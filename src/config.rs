//! Configuration System
//!
//! Handles loading configuration from files and environment variables.
//! Supports TOML config files and environment variable overrides.

use serde::Deserialize;
use std::path::{Path, PathBuf};
use std::time::Duration;

use crate::upload::UploadTiming;

/// Main configuration structure
#[derive(Debug, Clone, Default, Deserialize)]
pub struct Config {
    #[serde(default)]
    pub api: ApiConfig,

    #[serde(default)]
    pub storage: StorageConfig,

    #[serde(default)]
    pub upload: UploadConfig,

    #[serde(default)]
    pub logging: LoggingConfig,
}

/// Backend endpoints
#[derive(Debug, Clone, Deserialize)]
pub struct ApiConfig {
    /// Base URL of the analysis API (`/predict_risk`, `/personalized_prevention`)
    #[serde(default = "default_analysis_url")]
    pub analysis_url: String,

    /// Base URL of the auth API (`/auth/...`)
    #[serde(default = "default_auth_url")]
    pub auth_url: String,

    /// Unset means requests may wait indefinitely
    #[serde(default)]
    pub request_timeout_secs: Option<u64>,
}

fn default_analysis_url() -> String {
    "http://localhost:8000".to_string()
}

fn default_auth_url() -> String {
    "http://localhost:5000/api".to_string()
}

impl Default for ApiConfig {
    fn default() -> Self {
        Self {
            analysis_url: default_analysis_url(),
            auth_url: default_auth_url(),
            request_timeout_secs: None,
        }
    }
}

impl ApiConfig {
    pub fn request_timeout(&self) -> Option<Duration> {
        self.request_timeout_secs.map(Duration::from_secs)
    }
}

/// Where the result slot and credential live
#[derive(Debug, Clone, Deserialize)]
pub struct StorageConfig {
    #[serde(default = "default_data_dir")]
    pub data_dir: String,
}

fn default_data_dir() -> String {
    dirs::data_local_dir()
        .map(|p| p.join("aura").to_string_lossy().to_string())
        .unwrap_or_else(|| "./aura_data".to_string())
}

impl StorageConfig {
    /// `data_dir` with a leading `~` resolved to the home directory
    pub fn data_path(&self) -> PathBuf {
        expand_home(&self.data_dir, dirs::home_dir())
    }
}

fn expand_home(path: &str, home: Option<PathBuf>) -> PathBuf {
    let rest = match path.strip_prefix('~') {
        Some(rest) if rest.is_empty() || rest.starts_with('/') => rest.trim_start_matches('/'),
        _ => return PathBuf::from(path),
    };
    match home {
        Some(home) if rest.is_empty() => home,
        Some(home) => home.join(rest),
        None => PathBuf::from(path),
    }
}

impl Default for StorageConfig {
    fn default() -> Self {
        Self {
            data_dir: default_data_dir(),
        }
    }
}

/// Upload progress and cosmetic delays
#[derive(Debug, Clone, Deserialize)]
pub struct UploadConfig {
    #[serde(default = "default_tick_interval")]
    pub tick_interval_ms: u64,

    #[serde(default = "default_progress_step")]
    pub progress_step: u8,

    #[serde(default = "default_progress_cap")]
    pub progress_cap: u8,

    #[serde(default = "default_analyzing_delay")]
    pub analyzing_delay_ms: u64,

    #[serde(default = "default_redirect_delay")]
    pub redirect_delay_ms: u64,
}

fn default_tick_interval() -> u64 {
    200
}

fn default_progress_step() -> u8 {
    10
}

fn default_progress_cap() -> u8 {
    90
}

fn default_analyzing_delay() -> u64 {
    2000
}

fn default_redirect_delay() -> u64 {
    1500
}

impl Default for UploadConfig {
    fn default() -> Self {
        Self {
            tick_interval_ms: default_tick_interval(),
            progress_step: default_progress_step(),
            progress_cap: default_progress_cap(),
            analyzing_delay_ms: default_analyzing_delay(),
            redirect_delay_ms: default_redirect_delay(),
        }
    }
}

impl UploadConfig {
    /// Pipeline timing. The cap is kept below 100 and the tick interval above zero.
    pub fn timing(&self) -> UploadTiming {
        UploadTiming {
            tick_interval: Duration::from_millis(self.tick_interval_ms.max(1)),
            progress_step: self.progress_step,
            progress_cap: self.progress_cap.min(99),
            analyzing_delay: Duration::from_millis(self.analyzing_delay_ms),
            redirect_delay: Duration::from_millis(self.redirect_delay_ms),
        }
    }
}

/// Logging configuration
#[derive(Debug, Clone, Deserialize)]
pub struct LoggingConfig {
    #[serde(default = "default_log_level")]
    pub level: String,

    #[serde(default = "default_log_format")]
    pub format: String,
}

fn default_log_level() -> String {
    "warn".to_string()
}

fn default_log_format() -> String {
    "pretty".to_string()
}

impl Default for LoggingConfig {
    fn default() -> Self {
        Self {
            level: default_log_level(),
            format: default_log_format(),
        }
    }
}

impl Config {
    /// Load configuration from a file
    pub fn load(path: &Path) -> Result<Self, ConfigError> {
        let content = std::fs::read_to_string(path).map_err(|e| ConfigError::Io {
            path: path.to_path_buf(),
            error: e.to_string(),
        })?;

        let config: Config = toml::from_str(&content).map_err(|e| ConfigError::Parse {
            path: path.to_path_buf(),
            error: e.to_string(),
        })?;

        Ok(config)
    }

    /// Load configuration from environment variables only
    pub fn from_env() -> Self {
        let mut config = Config::default();
        config.apply_env_overrides();
        config
    }

    /// Load configuration with environment variable overrides
    pub fn load_with_env(path: &Path) -> Result<Self, ConfigError> {
        let mut config = Self::load(path)?;
        config.apply_env_overrides();
        Ok(config)
    }

    /// Load from default locations or environment
    pub fn load_default() -> Self {
        let config_paths = [
            dirs::config_dir().map(|p| p.join("aura").join("config.toml")),
            Some(PathBuf::from("/etc/aura/config.toml")),
            Some(PathBuf::from("./config.toml")),
        ];

        for path_opt in config_paths.iter().flatten() {
            if path_opt.exists() {
                match Self::load_with_env(path_opt) {
                    Ok(config) => {
                        tracing::info!("Loaded config from {:?}", path_opt);
                        return config;
                    }
                    Err(e) => {
                        tracing::warn!("Failed to load config from {:?}: {}", path_opt, e);
                    }
                }
            }
        }

        tracing::debug!("Using default config with environment overrides");
        Self::from_env()
    }

    /// Apply environment variable overrides to an existing config
    fn apply_env_overrides(&mut self) {
        self.apply_overrides(|key| std::env::var(key).ok());
    }

    fn apply_overrides(&mut self, var: impl Fn(&str) -> Option<String>) {
        if let Some(url) = var("AURA_ANALYSIS_URL") {
            self.api.analysis_url = url;
        }
        if let Some(url) = var("AURA_AUTH_URL") {
            self.api.auth_url = url;
        }
        if let Some(data_dir) = var("AURA_DATA_DIR") {
            self.storage.data_dir = data_dir;
        }
        if let Some(level) = var("AURA_LOG_LEVEL") {
            self.logging.level = level;
        }
        if let Some(format) = var("AURA_LOG_FORMAT") {
            self.logging.format = format;
        }
    }
}

/// Configuration errors
#[derive(Debug, thiserror::Error)]
pub enum ConfigError {
    #[error("Failed to read config file {path:?}: {error}")]
    Io { path: PathBuf, error: String },

    #[error("Failed to parse config file {path:?}: {error}")]
    Parse { path: PathBuf, error: String },
}

/// Generate a default config file content
pub fn generate_default_config() -> String {
    r#"# AURA Configuration
#
# Environment variables override these settings:
# - AURA_ANALYSIS_URL
# - AURA_AUTH_URL
# - AURA_DATA_DIR
# - AURA_LOG_LEVEL
# - AURA_LOG_FORMAT

[api]
# Analysis service (risk prediction, prevention plans)
analysis_url = "http://localhost:8000"

# Authentication service
auth_url = "http://localhost:5000/api"

# Request timeout in seconds (unset: wait indefinitely)
# request_timeout_secs = 60

[storage]
# Directory holding the latest analysis and the saved login
data_dir = "~/.local/share/aura"

[upload]
# Progress ticker: +progress_step every tick_interval_ms, held at progress_cap
tick_interval_ms = 200
progress_step = 10
progress_cap = 90

# How long "Analyzing" is shown after the upload completes (ms)
analyzing_delay_ms = 2000

# Pause before showing results (ms)
redirect_delay_ms = 1500

[logging]
# Log level: trace, debug, info, warn, error
level = "warn"

# Log format: pretty (for development) or json (for production)
format = "pretty"
"#
    .to_string()
}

━━━

Brief = Pull out each line of the records holding the string "impl".

Reply =
impl Default for ApiConfig {
impl ApiConfig {
impl StorageConfig {
impl Default for StorageConfig {
impl Default for UploadConfig {
impl UploadConfig {
impl Default for LoggingConfig {
impl Config {
    fn apply_overrides(&mut self, var: impl Fn(&str) -> Option<String>) {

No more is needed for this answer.